## TASK DETAILS
Do any lines in the data below contain "timeout"? If so, copy every one of them.

*** Opening of RECORDS PROVIDED ***

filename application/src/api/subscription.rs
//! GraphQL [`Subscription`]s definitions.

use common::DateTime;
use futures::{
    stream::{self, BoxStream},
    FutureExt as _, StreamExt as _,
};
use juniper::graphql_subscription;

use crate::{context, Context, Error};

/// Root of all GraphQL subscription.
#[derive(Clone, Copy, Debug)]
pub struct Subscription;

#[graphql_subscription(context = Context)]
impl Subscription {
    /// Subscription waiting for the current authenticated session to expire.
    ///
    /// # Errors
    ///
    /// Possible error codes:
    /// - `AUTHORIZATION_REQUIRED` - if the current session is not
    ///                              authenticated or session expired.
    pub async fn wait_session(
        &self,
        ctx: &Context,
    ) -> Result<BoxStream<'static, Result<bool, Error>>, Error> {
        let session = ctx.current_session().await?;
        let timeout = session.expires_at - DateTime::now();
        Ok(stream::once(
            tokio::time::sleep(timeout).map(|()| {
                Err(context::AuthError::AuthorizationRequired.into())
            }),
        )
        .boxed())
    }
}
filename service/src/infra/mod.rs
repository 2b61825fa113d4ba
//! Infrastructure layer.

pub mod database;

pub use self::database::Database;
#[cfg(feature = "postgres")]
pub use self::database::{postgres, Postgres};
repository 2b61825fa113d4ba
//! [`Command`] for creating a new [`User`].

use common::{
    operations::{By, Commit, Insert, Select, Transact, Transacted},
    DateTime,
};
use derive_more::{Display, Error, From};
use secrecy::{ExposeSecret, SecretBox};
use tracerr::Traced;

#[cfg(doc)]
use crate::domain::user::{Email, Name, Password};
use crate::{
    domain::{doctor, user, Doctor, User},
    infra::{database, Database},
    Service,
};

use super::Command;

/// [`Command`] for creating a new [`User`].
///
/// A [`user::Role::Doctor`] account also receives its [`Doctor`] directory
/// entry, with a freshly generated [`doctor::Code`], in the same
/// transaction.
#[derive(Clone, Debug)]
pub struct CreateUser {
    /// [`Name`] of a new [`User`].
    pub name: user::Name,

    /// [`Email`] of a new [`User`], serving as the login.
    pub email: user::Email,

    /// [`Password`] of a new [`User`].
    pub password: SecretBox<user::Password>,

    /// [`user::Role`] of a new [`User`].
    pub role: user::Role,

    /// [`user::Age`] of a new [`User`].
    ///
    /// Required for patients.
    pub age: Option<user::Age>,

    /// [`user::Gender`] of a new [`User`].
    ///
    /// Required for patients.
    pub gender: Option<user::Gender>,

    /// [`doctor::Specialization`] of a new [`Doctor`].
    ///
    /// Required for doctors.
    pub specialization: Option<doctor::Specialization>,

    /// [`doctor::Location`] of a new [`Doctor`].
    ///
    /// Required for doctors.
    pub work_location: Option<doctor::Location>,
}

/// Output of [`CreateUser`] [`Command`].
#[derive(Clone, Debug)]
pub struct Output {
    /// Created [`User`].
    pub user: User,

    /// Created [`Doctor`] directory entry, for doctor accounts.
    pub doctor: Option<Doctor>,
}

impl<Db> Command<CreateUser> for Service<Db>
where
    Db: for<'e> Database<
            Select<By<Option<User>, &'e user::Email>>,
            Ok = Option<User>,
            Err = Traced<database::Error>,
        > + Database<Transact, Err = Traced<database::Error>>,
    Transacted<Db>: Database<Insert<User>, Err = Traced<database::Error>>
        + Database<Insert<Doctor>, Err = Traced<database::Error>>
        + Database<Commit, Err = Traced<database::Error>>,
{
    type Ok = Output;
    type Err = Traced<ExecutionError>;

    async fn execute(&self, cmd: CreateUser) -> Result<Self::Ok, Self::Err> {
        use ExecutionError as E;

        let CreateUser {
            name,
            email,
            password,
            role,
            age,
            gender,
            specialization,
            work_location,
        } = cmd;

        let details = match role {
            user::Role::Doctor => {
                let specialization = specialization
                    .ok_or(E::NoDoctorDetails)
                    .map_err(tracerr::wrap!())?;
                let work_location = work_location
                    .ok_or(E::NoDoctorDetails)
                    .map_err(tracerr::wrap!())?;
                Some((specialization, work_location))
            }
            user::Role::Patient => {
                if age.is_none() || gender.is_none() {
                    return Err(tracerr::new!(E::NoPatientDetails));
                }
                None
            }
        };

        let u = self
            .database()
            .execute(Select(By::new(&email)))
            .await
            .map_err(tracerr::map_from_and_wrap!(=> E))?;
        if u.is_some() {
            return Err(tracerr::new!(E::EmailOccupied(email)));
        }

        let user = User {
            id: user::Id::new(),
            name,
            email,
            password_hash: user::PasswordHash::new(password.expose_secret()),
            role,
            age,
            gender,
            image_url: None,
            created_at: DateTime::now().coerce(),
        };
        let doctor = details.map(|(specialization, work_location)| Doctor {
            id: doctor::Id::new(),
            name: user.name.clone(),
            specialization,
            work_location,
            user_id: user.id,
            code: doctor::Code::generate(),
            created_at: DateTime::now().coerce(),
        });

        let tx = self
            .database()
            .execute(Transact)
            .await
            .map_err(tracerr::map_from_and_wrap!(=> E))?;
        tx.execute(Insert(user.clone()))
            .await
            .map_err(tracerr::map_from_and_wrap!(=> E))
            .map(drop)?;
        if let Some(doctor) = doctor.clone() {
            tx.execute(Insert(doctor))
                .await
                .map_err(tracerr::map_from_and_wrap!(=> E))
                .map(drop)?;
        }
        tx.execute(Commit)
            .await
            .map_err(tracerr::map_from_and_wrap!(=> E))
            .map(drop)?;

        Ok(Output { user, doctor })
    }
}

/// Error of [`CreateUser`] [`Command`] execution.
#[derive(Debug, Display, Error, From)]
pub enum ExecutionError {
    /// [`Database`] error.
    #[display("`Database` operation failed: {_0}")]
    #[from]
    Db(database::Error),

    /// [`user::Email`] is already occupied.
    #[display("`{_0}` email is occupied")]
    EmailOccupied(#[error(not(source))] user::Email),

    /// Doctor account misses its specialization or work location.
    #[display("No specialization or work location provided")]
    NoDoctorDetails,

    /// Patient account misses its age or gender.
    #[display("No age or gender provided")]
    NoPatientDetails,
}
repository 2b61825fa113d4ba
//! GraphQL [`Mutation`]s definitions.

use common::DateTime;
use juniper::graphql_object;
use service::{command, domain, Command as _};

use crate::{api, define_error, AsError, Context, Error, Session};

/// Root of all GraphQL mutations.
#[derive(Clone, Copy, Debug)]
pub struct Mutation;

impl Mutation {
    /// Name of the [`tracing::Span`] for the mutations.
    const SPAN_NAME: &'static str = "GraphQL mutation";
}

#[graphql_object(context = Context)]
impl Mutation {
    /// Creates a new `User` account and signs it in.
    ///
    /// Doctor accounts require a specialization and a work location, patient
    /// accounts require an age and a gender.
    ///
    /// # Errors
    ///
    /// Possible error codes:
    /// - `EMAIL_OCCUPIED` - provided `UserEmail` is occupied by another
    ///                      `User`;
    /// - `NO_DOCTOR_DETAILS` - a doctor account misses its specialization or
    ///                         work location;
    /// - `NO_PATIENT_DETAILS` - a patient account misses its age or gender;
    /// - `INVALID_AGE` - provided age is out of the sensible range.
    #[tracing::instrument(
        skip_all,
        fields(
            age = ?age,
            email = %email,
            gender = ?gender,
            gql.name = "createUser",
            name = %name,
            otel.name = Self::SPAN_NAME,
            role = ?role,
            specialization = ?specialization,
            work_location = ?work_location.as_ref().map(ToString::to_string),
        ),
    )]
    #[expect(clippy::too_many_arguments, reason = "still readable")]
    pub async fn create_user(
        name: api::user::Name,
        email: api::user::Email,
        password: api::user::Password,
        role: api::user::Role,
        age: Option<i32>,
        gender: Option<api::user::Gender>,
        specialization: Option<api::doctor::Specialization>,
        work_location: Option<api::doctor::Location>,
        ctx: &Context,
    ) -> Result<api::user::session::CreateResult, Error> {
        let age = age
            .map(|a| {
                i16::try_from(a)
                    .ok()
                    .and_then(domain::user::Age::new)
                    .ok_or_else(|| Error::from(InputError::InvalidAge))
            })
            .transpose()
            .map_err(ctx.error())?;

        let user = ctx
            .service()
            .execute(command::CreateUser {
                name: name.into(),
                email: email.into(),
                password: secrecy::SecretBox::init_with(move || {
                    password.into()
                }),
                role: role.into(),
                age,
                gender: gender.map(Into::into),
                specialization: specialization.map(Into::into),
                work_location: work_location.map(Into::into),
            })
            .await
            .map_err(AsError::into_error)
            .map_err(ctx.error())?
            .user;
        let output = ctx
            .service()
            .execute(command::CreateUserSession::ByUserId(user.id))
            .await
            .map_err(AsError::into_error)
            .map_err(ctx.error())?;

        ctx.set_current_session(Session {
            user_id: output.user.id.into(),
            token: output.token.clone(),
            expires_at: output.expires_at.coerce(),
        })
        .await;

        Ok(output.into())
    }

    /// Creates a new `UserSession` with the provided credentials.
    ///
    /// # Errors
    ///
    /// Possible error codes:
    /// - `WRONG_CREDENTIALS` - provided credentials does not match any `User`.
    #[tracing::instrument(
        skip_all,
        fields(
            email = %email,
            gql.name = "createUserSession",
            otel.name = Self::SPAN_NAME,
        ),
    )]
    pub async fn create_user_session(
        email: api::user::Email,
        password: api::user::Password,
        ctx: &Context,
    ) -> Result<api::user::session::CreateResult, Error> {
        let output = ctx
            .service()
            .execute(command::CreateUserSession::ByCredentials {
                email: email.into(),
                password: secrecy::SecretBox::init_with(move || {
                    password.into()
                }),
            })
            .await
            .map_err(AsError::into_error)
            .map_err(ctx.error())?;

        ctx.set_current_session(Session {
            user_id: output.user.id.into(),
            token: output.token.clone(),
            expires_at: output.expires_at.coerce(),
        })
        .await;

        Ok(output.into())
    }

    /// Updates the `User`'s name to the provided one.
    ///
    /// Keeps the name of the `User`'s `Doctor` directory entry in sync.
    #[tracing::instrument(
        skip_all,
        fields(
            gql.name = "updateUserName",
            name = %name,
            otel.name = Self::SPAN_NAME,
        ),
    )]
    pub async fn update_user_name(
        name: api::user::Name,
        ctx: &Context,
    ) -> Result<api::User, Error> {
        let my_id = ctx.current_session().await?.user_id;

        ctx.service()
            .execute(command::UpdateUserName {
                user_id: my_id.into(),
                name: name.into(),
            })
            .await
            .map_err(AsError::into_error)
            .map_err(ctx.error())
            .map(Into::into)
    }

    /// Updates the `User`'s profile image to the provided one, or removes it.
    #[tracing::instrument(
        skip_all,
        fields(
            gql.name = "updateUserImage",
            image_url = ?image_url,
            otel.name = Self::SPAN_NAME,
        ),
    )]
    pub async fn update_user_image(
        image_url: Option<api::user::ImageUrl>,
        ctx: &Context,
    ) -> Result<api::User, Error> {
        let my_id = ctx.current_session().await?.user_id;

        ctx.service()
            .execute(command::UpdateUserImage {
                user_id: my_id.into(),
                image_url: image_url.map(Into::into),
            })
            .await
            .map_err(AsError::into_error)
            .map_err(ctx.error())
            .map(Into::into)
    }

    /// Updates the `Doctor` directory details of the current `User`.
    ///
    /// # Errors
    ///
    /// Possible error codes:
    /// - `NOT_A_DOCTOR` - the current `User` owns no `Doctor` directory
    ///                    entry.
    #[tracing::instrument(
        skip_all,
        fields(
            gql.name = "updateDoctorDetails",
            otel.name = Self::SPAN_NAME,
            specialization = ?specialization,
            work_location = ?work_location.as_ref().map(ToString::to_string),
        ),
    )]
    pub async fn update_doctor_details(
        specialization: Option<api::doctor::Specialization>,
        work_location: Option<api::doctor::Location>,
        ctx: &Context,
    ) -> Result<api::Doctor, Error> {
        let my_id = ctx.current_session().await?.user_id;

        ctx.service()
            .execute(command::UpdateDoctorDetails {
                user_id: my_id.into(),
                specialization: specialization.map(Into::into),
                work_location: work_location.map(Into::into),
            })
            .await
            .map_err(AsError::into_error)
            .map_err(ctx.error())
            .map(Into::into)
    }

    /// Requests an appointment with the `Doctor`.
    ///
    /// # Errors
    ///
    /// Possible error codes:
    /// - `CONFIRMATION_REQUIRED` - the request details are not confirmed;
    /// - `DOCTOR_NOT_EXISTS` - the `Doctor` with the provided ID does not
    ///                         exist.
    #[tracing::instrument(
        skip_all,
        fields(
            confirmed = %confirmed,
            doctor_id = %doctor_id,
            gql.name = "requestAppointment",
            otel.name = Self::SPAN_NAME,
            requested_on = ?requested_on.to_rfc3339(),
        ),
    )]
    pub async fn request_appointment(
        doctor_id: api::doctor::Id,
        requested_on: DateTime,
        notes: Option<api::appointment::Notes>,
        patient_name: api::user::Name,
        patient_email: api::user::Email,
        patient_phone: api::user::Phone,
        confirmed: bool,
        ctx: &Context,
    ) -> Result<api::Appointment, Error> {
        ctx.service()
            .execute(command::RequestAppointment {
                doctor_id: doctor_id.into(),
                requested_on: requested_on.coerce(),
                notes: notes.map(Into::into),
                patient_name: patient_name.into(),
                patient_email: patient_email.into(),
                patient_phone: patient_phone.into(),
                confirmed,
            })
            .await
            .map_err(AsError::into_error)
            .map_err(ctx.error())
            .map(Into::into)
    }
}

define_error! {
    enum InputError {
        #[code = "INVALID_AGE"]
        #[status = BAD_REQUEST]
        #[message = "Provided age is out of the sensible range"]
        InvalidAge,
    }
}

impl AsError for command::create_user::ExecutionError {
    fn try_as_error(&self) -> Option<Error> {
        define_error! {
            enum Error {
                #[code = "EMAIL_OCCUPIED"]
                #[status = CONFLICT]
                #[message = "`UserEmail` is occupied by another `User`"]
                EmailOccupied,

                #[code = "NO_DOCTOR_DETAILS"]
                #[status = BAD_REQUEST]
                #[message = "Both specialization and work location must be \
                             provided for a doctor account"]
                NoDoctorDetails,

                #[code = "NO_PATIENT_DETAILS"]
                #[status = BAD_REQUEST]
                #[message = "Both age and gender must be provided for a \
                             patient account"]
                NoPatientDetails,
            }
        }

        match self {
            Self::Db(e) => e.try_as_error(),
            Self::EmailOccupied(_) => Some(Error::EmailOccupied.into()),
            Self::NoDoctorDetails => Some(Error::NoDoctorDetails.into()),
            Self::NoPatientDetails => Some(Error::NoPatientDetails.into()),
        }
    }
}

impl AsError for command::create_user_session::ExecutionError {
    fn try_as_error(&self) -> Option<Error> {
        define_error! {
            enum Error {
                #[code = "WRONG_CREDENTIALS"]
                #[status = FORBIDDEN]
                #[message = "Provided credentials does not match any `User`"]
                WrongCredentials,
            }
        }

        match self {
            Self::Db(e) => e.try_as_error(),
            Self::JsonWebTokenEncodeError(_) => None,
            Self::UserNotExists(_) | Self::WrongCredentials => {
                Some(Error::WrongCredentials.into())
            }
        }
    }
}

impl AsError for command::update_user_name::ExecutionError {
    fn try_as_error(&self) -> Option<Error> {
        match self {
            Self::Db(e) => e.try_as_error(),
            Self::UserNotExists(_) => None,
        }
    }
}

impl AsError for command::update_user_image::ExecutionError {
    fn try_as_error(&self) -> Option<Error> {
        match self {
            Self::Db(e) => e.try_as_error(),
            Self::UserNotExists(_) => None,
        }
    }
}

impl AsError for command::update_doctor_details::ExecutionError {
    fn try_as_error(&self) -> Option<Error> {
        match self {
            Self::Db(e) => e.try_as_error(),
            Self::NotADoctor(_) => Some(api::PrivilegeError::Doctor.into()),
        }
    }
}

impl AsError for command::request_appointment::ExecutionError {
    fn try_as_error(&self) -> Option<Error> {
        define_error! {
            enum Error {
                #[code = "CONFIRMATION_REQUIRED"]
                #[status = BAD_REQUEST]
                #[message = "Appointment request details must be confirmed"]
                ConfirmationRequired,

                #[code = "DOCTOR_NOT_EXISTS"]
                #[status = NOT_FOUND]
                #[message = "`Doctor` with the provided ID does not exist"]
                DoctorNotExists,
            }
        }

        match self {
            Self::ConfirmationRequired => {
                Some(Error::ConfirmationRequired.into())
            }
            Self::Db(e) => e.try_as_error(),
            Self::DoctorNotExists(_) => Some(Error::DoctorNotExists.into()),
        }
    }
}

*** Close of RECORDS PROVIDED ***

## REPLY
        let timeout = session.expires_at - DateTime::now();
            tokio::time::sleep(timeout).map(|()| {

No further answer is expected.